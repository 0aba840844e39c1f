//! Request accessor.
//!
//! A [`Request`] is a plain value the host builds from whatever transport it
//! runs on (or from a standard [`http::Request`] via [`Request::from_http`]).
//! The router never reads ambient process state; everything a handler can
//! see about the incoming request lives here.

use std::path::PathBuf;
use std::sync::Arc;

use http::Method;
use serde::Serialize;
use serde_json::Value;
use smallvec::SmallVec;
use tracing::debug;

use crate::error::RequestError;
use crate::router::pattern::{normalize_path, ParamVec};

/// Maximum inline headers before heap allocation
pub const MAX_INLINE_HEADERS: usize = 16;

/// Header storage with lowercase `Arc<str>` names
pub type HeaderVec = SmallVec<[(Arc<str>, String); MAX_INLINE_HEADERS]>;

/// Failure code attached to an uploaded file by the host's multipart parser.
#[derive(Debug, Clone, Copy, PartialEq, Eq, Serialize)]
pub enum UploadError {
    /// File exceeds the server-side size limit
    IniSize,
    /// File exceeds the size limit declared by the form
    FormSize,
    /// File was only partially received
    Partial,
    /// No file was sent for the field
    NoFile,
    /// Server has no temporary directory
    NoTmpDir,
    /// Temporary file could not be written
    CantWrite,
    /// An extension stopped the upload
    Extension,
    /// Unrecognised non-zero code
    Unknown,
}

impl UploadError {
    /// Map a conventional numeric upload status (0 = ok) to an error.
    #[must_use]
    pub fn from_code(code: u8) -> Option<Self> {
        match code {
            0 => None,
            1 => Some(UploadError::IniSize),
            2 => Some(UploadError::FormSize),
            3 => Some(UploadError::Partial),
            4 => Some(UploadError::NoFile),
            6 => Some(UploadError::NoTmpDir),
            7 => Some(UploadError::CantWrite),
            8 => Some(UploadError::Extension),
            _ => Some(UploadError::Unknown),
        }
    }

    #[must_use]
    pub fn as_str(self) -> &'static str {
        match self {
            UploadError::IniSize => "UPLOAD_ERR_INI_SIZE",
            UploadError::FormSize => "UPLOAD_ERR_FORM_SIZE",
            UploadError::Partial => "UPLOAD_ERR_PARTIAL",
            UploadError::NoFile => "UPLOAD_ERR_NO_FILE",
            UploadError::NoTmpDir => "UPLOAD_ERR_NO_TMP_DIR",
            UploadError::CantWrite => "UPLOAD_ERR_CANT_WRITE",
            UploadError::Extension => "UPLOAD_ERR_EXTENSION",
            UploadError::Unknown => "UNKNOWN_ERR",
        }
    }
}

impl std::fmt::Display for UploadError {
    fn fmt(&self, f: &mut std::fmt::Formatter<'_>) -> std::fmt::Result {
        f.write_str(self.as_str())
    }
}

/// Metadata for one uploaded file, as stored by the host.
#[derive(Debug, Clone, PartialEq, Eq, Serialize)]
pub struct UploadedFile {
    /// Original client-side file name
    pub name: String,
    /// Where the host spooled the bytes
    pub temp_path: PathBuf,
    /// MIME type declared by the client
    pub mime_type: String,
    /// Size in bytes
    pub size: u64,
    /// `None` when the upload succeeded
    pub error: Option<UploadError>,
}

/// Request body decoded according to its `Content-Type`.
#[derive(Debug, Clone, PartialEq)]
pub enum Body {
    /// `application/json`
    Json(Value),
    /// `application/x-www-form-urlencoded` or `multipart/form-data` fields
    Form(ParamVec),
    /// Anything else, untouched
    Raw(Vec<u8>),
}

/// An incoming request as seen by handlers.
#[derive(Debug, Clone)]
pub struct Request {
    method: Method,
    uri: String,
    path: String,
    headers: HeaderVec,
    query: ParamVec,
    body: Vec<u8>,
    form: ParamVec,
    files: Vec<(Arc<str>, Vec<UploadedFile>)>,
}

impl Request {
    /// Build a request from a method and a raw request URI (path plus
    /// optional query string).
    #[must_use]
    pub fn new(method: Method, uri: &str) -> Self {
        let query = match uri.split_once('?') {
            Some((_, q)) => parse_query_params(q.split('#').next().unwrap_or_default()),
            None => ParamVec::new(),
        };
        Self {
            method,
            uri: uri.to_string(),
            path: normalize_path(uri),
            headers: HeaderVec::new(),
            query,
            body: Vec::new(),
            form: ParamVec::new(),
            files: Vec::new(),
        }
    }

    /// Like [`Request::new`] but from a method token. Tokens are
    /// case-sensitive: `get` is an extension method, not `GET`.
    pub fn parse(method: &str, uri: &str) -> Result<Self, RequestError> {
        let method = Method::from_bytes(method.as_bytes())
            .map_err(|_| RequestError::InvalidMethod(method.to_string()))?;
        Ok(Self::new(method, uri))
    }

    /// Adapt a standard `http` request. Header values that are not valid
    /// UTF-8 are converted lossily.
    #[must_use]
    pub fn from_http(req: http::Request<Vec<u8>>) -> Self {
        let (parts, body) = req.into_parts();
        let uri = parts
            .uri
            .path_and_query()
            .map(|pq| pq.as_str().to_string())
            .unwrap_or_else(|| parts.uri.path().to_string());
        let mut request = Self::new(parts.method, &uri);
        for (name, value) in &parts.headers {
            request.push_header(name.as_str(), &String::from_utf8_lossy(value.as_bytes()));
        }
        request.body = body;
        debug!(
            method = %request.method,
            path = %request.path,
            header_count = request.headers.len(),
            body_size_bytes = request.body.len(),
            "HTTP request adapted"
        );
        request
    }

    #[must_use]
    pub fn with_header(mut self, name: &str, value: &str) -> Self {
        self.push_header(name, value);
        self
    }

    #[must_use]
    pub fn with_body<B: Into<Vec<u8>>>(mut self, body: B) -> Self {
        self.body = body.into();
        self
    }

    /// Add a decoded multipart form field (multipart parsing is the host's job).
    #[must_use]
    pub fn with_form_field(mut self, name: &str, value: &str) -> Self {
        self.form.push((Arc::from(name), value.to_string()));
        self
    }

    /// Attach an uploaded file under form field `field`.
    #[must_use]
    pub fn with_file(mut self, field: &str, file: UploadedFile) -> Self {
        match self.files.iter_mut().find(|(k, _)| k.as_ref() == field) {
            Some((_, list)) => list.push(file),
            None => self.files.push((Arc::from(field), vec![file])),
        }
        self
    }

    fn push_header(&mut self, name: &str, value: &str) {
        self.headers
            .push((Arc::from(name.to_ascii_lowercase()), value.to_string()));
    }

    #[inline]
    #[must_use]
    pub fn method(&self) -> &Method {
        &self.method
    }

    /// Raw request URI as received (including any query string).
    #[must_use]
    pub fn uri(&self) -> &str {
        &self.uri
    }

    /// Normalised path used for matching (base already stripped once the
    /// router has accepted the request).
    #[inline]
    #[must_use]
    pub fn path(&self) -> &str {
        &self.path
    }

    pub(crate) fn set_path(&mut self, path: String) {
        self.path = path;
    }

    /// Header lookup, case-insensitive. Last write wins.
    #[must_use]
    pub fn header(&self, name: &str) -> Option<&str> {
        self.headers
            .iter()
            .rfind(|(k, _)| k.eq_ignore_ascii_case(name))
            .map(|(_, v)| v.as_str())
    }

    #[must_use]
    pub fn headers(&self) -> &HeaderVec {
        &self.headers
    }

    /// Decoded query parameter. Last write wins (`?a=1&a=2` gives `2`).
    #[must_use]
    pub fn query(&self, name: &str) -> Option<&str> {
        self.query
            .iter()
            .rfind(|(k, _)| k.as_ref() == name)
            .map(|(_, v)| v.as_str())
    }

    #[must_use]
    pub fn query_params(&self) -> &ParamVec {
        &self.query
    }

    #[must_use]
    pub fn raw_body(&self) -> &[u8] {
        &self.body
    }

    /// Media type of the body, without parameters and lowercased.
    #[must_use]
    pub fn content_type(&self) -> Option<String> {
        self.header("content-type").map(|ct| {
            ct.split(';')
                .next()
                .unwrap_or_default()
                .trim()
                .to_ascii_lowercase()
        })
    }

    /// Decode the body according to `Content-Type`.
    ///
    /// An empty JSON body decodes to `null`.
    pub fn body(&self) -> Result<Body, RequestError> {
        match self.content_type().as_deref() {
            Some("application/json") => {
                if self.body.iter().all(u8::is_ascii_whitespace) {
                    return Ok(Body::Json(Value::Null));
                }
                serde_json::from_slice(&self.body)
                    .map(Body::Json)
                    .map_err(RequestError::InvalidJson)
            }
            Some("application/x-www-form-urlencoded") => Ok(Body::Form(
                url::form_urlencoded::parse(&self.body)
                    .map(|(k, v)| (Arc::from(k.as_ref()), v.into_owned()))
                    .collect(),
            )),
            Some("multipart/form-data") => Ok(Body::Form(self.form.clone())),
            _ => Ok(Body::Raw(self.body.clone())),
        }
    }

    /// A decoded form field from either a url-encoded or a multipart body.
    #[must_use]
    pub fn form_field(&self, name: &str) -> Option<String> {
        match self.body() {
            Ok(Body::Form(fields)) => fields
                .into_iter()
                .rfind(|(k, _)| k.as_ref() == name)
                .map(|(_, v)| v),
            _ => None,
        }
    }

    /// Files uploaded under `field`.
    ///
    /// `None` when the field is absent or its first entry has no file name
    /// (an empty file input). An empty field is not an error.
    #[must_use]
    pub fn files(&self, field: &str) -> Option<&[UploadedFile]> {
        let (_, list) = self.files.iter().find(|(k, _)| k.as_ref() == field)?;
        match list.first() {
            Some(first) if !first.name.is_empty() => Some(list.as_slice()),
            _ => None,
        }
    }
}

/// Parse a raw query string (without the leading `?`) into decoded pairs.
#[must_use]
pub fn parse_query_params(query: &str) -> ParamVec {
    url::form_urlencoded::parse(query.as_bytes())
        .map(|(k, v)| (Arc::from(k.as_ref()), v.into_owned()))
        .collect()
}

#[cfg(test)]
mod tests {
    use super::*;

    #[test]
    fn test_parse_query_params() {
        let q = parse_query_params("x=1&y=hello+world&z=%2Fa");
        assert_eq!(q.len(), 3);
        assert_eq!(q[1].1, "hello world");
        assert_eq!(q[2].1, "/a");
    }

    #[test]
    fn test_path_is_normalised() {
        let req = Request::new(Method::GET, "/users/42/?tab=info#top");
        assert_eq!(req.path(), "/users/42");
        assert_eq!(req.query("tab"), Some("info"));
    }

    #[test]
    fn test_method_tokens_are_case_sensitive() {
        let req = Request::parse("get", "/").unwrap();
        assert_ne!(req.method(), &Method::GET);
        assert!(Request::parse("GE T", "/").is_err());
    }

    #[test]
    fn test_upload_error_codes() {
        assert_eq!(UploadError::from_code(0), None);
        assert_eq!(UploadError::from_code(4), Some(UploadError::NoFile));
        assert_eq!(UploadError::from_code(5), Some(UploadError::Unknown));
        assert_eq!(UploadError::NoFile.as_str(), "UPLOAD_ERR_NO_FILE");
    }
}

▸ Task requirements
Going through the lines above one by one, tally those with the word "received" and give only the total.

▸ Result of the exercise
2